Longton Coastal Walk
Following a very wet Saturday, the forecast for Sunday 27th January was cold with gusty winds. So, it was that 8 adults and a very energetic Jack, wearing his best wellies, met at the Longton Brick Croft at 1.30 p.m. and suitably wrapped up, set off to cross the Liverpool Rd and enter Hall Rd, which was almost directly opposite.
Continuing we passed the remnants of an old rail bridge, long since demolished, until arriving at a track between two hedges, we turned right, walking parallel to Oak Gardens. We soon encountered our first stile, closely followed by a footbridge and another stile. The pathway was exceedingly muddy, as a result of the previous day’s weather, and skirted us around the perimeter of a field to reach another stile leading us into open fields. Here we felt the force of the gusty winds, which due to their direction, met us head on.

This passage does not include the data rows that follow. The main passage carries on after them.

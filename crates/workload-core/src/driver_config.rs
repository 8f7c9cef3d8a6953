//! Driver configuration handed across the plugin boundary.

use serde::{Deserialize, Serialize};
use std::collections::BTreeMap;
use std::fmt;

/// Supported driver implementations.
#[derive(Debug, Clone, Copy, Default, PartialEq, Eq, Serialize, Deserialize)]
#[serde(rename_all = "snake_case")]
pub enum DriverType {
    /// Accepts everything and executes nothing
    #[default]
    Noop,
    Postgres,
    Picodata,
}

impl fmt::Display for DriverType {
    fn fmt(&self, f: &mut fmt::Formatter<'_>) -> fmt::Result {
        match self {
            DriverType::Noop => write!(f, "noop"),
            DriverType::Postgres => write!(f, "postgres"),
            DriverType::Picodata => write!(f, "picodata"),
        }
    }
}

impl std::str::FromStr for DriverType {
    type Err = String;

    fn from_str(s: &str) -> Result<Self, Self::Err> {
        match s.to_lowercase().as_str() {
            "noop" | "dry-run" => Ok(DriverType::Noop),
            "postgres" | "postgresql" => Ok(DriverType::Postgres),
            "picodata" => Ok(DriverType::Picodata),
            _ => Err(format!("Unknown driver type: {s}")),
        }
    }
}

/// Connection settings for the external driver.
#[derive(Debug, Clone, Default, PartialEq, Eq, Serialize, Deserialize)]
pub struct DriverConfig {
    /// Connection URL
    pub url: String,

    /// Driver implementation
    #[serde(default)]
    pub driver_type: DriverType,

    /// Driver-specific options, opaque to the generation core
    #[serde(default)]
    pub options: BTreeMap<String, String>,
}

impl DriverConfig {
    /// Create a config with no options.
    pub fn new(url: impl Into<String>, driver_type: DriverType) -> Self {
        Self {
            url: url.into(),
            driver_type,
            options: BTreeMap::new(),
        }
    }

    /// Add a driver-specific option.
    pub fn with_option(mut self, key: impl Into<String>, value: impl Into<String>) -> Self {
        self.options.insert(key.into(), value.into());
        self
    }

    /// URL with any password replaced, for logging.
    pub fn redacted_url(&self) -> String {
        let Some((scheme, rest)) = self.url.split_once("://") else {
            return self.url.clone();
        };
        let Some((credentials, host)) = rest.split_once('@') else {
            return self.url.clone();
        };
        match credentials.split_once(':') {
            Some((user, _)) => format!("{scheme}://{user}:***@{host}"),
            None => self.url.clone(),
        }
    }
}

Passing over a series of fields interlinked with stiles (5), led us to exit onto Hall Carr Lane, where we turned right, passing Pear Tree Farm and then left into Marsh Lane which duly brought us to the Dolphin Inn, at one time known as The Flying Fish, where a very good smell of cooked food met us. Turning left at a house with the name of Two Rivers, referring to the proximity of the Ribble and Douglas, took us down a path, past a couple of horses to pass through a gate onto a raised bank through the marsh area.
Having turned away from the prevailing wind, which now met us from the side, making progress a little easier, we crossed a river inlet known as the Tara Carr Gutter and crossed another couple of stiles, leading us alongside some fairly newly planted trees and in due course arrived at a swing gate, which the more portly amongst us, had difficulty passing through. Immediately after, a stile took us onto a grassy track which led us, in due course, to a large metal gate, giving access to Station Rd. Here we turned left, so that the wind was now behind us, passing Lower Marsh Farm and the Manor House with a date plaque of 1692. A little further along we stopped in a gateway for our coffee break and Betty produced a bag of chocolate coated biscuits which was most acceptable.
Resuming our route, we soon turned left down a farm track and veered right to cross a footbridge taking us along the side of a very wet field. Various muddy obstacles were negotiated, until we eventually arrived at a metal gate, which due to it being padlocked shut, tested our climbing abilities to negotiate. Here we turned right along Hall Carr Lane until arriving at a footpath sign, turned left to enter a field via a gate. Further along passing through 2 kissing gates we were told that this had at one time been the site of a rail level crossing.
More muddy fields were crossed, until arriving back at Hall Lane we turned right to return to our starting point. Along the lane, our leader had set a test to guess the make of a suitably concealed car. While the rest of us made wild guess’s, Sue instantly said “Pontiac”. Suitably flabbergasted, our leader asked how on earth she knew that? Sues answer floored him, when she said the name was on the front, proving that her eyesight is probably better than the rest of us.
This walk had covered just under the standard 4½ miles and despite the chill factor had been enjoyed by all. Doubtless the thought of a good hot evening meal spurred us on, and I am sure we all couldn’t wait to get home to wash our muddy boots.